- [WORK INSTRUCTIONS]: Out of the material that follows, write out exactly the lines from the line with "the first one." to the line with "pub fn with_retries<T, F>(retries: usize, mut", both ends included, and no others.

- [MATERIAL PROVIDED]:
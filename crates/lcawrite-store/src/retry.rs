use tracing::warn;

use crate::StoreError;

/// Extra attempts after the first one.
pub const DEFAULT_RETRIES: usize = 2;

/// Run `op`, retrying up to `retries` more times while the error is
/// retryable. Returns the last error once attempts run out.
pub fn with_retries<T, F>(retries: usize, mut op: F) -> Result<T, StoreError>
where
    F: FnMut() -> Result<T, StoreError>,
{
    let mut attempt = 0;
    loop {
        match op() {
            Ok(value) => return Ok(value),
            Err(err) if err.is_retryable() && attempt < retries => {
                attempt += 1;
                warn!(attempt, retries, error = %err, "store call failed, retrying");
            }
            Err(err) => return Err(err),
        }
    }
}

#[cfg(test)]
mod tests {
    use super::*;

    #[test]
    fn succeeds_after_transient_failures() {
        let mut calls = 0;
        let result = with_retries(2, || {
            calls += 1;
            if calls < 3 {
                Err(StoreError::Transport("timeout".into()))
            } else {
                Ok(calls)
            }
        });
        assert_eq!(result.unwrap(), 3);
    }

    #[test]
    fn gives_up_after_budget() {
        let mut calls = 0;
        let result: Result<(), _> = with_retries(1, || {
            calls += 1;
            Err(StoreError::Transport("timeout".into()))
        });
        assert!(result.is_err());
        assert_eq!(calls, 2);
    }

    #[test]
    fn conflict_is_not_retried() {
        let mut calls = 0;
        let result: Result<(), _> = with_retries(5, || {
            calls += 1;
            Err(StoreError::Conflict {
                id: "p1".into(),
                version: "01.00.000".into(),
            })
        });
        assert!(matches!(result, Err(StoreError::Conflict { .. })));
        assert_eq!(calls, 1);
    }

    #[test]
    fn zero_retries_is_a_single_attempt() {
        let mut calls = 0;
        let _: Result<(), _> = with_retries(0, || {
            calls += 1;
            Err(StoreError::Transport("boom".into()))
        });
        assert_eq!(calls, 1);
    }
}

==

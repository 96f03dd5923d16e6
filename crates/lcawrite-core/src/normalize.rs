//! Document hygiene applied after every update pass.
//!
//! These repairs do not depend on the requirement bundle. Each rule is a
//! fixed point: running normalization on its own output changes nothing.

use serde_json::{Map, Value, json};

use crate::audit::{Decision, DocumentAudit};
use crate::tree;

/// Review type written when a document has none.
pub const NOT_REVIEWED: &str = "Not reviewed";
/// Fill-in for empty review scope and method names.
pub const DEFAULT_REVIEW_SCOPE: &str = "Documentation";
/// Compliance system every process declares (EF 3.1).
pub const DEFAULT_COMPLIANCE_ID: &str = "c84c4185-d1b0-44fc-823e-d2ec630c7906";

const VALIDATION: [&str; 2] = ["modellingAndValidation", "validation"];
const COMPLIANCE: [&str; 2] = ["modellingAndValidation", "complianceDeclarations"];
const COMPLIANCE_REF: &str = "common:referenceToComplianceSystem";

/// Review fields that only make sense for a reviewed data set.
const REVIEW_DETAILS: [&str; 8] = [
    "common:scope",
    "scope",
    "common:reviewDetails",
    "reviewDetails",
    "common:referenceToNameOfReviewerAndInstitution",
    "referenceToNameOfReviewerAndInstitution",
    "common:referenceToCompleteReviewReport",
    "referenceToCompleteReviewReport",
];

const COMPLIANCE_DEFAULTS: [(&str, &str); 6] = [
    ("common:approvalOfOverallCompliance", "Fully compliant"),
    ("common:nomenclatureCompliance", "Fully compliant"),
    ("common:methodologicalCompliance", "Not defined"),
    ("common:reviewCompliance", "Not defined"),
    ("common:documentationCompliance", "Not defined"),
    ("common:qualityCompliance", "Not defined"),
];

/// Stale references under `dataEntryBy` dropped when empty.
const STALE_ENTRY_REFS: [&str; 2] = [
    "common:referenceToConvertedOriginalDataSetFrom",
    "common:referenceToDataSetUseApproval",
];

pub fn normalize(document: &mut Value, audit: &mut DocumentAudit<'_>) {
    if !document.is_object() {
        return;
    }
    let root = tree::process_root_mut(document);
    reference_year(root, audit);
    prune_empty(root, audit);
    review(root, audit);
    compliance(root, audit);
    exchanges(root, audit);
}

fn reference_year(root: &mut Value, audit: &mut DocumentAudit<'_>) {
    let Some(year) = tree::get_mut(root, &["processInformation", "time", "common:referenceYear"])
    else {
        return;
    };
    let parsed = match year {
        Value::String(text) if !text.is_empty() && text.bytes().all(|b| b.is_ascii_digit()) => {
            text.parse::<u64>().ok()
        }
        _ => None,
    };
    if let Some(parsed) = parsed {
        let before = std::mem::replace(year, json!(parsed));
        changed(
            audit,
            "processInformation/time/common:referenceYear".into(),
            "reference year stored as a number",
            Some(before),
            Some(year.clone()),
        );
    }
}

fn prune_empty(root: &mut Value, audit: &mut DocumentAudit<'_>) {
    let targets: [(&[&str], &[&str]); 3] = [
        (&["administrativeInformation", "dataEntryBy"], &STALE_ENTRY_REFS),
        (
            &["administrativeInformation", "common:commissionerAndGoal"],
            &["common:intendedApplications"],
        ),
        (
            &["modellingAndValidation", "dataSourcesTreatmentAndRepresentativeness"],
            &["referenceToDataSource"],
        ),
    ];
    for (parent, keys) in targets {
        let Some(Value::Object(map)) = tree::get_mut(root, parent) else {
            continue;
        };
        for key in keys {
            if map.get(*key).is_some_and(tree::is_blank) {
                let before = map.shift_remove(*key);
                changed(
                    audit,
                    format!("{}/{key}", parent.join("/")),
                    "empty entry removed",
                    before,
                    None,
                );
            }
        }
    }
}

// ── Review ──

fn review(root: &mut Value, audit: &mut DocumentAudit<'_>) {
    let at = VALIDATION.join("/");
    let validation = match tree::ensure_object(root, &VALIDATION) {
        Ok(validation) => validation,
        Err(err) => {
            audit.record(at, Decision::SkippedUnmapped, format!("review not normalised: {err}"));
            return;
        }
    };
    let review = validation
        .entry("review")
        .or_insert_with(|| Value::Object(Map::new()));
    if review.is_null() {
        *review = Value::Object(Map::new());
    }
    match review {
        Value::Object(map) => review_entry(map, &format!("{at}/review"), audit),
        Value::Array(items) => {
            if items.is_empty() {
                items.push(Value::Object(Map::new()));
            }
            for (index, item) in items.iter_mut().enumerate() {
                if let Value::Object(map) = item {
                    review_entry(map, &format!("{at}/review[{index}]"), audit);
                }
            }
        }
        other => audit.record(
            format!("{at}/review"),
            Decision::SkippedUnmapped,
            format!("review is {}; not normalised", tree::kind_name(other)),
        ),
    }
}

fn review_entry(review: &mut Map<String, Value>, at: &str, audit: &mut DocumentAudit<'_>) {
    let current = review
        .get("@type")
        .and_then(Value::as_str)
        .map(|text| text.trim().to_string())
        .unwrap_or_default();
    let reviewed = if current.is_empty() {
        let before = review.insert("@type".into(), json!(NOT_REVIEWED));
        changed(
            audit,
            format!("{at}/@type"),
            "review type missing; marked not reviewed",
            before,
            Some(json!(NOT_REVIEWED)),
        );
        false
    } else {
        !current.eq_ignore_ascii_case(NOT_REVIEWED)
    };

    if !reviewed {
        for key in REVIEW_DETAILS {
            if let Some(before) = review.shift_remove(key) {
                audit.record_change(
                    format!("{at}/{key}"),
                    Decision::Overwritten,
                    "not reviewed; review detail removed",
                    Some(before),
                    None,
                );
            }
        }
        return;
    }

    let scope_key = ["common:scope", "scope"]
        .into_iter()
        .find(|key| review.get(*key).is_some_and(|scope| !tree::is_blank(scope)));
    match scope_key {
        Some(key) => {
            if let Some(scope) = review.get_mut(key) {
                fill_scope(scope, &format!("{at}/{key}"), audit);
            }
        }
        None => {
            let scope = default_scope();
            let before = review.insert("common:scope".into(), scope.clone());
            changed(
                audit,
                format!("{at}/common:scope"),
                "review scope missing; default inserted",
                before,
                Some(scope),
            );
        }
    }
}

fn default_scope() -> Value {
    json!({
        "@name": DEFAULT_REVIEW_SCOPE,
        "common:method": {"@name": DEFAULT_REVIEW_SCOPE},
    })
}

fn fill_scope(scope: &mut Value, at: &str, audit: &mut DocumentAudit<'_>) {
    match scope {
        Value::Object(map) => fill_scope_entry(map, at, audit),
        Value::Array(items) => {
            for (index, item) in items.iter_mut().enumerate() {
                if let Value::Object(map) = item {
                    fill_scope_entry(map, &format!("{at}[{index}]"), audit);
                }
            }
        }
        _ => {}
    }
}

...

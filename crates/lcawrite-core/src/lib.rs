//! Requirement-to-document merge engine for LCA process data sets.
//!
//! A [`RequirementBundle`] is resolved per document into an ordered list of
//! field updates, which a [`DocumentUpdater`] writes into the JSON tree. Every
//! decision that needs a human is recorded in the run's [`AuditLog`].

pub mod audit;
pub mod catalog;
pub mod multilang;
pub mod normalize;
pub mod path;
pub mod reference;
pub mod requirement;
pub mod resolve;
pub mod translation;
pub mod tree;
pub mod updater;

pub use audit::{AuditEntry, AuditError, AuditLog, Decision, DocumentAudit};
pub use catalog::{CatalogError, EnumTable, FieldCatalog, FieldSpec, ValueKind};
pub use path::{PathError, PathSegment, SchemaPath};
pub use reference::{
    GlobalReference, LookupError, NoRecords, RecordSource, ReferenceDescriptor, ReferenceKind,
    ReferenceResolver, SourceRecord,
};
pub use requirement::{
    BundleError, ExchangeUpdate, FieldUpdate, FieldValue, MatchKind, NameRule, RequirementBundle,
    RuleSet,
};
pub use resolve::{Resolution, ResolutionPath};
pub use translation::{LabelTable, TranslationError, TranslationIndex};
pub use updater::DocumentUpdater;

- [EXPECTED OUTPUT]:
/// Extra attempts after the first one.
pub const DEFAULT_RETRIES: usize = 2;

/// Run `op`, retrying up to `retries` more times while the error is
/// retryable. Returns the last error once attempts run out.
pub fn with_retries<T, F>(retries: usize, mut op: F) -> Result<T, StoreError>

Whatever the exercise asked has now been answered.